Наташа вздрогнула и подняла усталые глаза.
– Ничего не случилось, Сергей. Я задумалась над папиным письмом и не заметила, как ты вошел.
– Что пишет Николай Николаевич? Наташа протянула ему письмо.
Сергей Александрович внимательно прочел его, аккуратно вложил обратно в конверт и тяжело опустился в кресло.
– Положение ужасное! – произнес он сквозь стиснутые зубы.
Наташа недоуменно посмотрела на него.
– Неужели ты ничего не понимаешь? – раздраженно спросил Глинский, – не понимаешь, что это начало конца?
– Какого конца?
– Москву отдадут немцам, а нас загонят за Урал, в Азию, там мы будем влачить жалкое существование полуварваров.
– Ты с ума сошел, Сергей! Что за чепуха!
Наташа никогда так не говорила с мужем.
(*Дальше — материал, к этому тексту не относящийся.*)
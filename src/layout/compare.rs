use crate::layout::schema::{Expect, LayoutSpec};
use serde_json::Value;
use std::fmt;

/// Sections every payload must carry, whatever layout is in use.
const REQUIRED_SECTIONS: &[&str] = &[
    "data",
    "estabelecimentos",
    "clientes",
    "produtos",
    "vendas",
    "estoque",
];

/// A broken payload usually repeats the same mistake on every item, so list
/// traversal stops after this many entries.
const MAX_LIST_ITEMS: usize = 2000;

#[derive(Debug, Clone, PartialEq)]
pub struct Discrepancy {
    pub path: String,
    pub message: String,
}

impl fmt::Display for Discrepancy {
    fn fmt(&self, f: &mut fmt::Formatter<'_>) -> fmt::Result {
        write!(f, "{}: {}", self.path, self.message)
    }
}

/// Checks a serialized payload against a layout. Purely advisory: the list
/// of discrepancies comes back and the payload is left alone.
pub fn validate_record(record: &Value, spec: &LayoutSpec) -> Vec<Discrepancy> {
    let mut discrepancies = Vec::new();

    for section in REQUIRED_SECTIONS {
        if record.get(section).is_none() {
            discrepancies.push(Discrepancy {
                path: format!("$.{}", section),
                message: "required section missing".to_string(),
            });
        }
    }

    check(record, spec.root(), "$", &mut discrepancies);
    discrepancies
}

fn check(value: &Value, expect: &Expect, path: &str, out: &mut Vec<Discrepancy>) {
    match expect {
        Expect::Object(fields) => match value.as_object() {
            Some(map) => {
                for (key, sub) in fields {
                    let child_path = format!("{}.{}", path, key);
                    match map.get(key) {
                        Some(child) => check(child, sub, &child_path, out),
                        None => out.push(Discrepancy {
                            path: child_path,
                            message: "required field missing".to_string(),
                        }),
                    }
                }
            }
            None => out.push(mismatch(path, "object", value)),
        },
        Expect::Items(template) => match value.as_array() {
            Some(items) => {
                for (index, item) in items.iter().take(MAX_LIST_ITEMS).enumerate() {
                    check(item, template, &format!("{}[{}]", path, index), out);
                }
            }
            None => out.push(mismatch(path, "list", value)),
        },
        Expect::List => {
            if !value.is_array() {
                out.push(mismatch(path, "list", value));
            }
        }
        Expect::Str => {
            if !value.is_string() {
                out.push(mismatch(path, "str", value));
            }
        }
        Expect::Int => {
            if !value.is_i64() && !value.is_u64() {
                out.push(mismatch(path, "int", value));
            }
        }
        Expect::Float => {
            if !value.is_number() {
                out.push(mismatch(path, "float", value));
            }
        }
    }
}

fn mismatch(path: &str, expected: &str, value: &Value) -> Discrepancy {
    Discrepancy {
        path: path.to_string(),
        message: format!("expected {}, got {}", expected, kind(value)),
    }
}

fn kind(value: &Value) -> &'static str {
    match value {
        Value::Null => "null",
        Value::Bool(_) => "bool",
        Value::Number(_) => "number",
        Value::String(_) => "string",
        Value::Array(_) => "list",
        Value::Object(_) => "object",
    }
}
Глинский сразу пришел в себя и с молниеносной быстротой изменил тон:
– Ты меня неправильно поняла. Впрочем, я сам виноват – начинаю заговариваться. Я так измучился, родная! Все время думаю о тебе и о нашем маленьком. Что-то будет с вами? Именно теперь, как никогда раньше, я чувствую ответственность за вас, единственных моих, дорогих и любимых. Умоляю, Наташа, будем вместе это страшное время. Нам нельзя расставаться!
Надо было возражать, спорить. Но Наташа чувствовала огромную усталость. Совсем безразличным тоном она попросила:
– Поговорим потом. Я очень хочу спать.
Наташа ушла. В душевном смятении Сергей Александрович шагал из угла в угол. Потом вытащил из ящика карту и долго изучал ее. Что-то подсчитывал, записывая цифры на листке, вырванном из блокнота.
Очевидно, результат вычисления не порадовал Глинского. Резкими движениями он разорвал исписанный листок на мелкие кусочки и бросил в пепельницу:
– Немцы двигаются с такой быстротой, что не сегодня-завтра здесь будет фронт, – пробормотал он и, безнадежно махнув рукой, ушел в спальню.
Ночью Сергей Александрович несколько раз вставал и, стараясь не шуметь, чтобы не разбудить Наташу, подходил к окну. Подняв осторожно штору, он подолгу всматривался в темноту. Окно выходило на запад. Глинскому вдруг показалось – в черном безлунном небе вспыхнула и погасла огненная полоса.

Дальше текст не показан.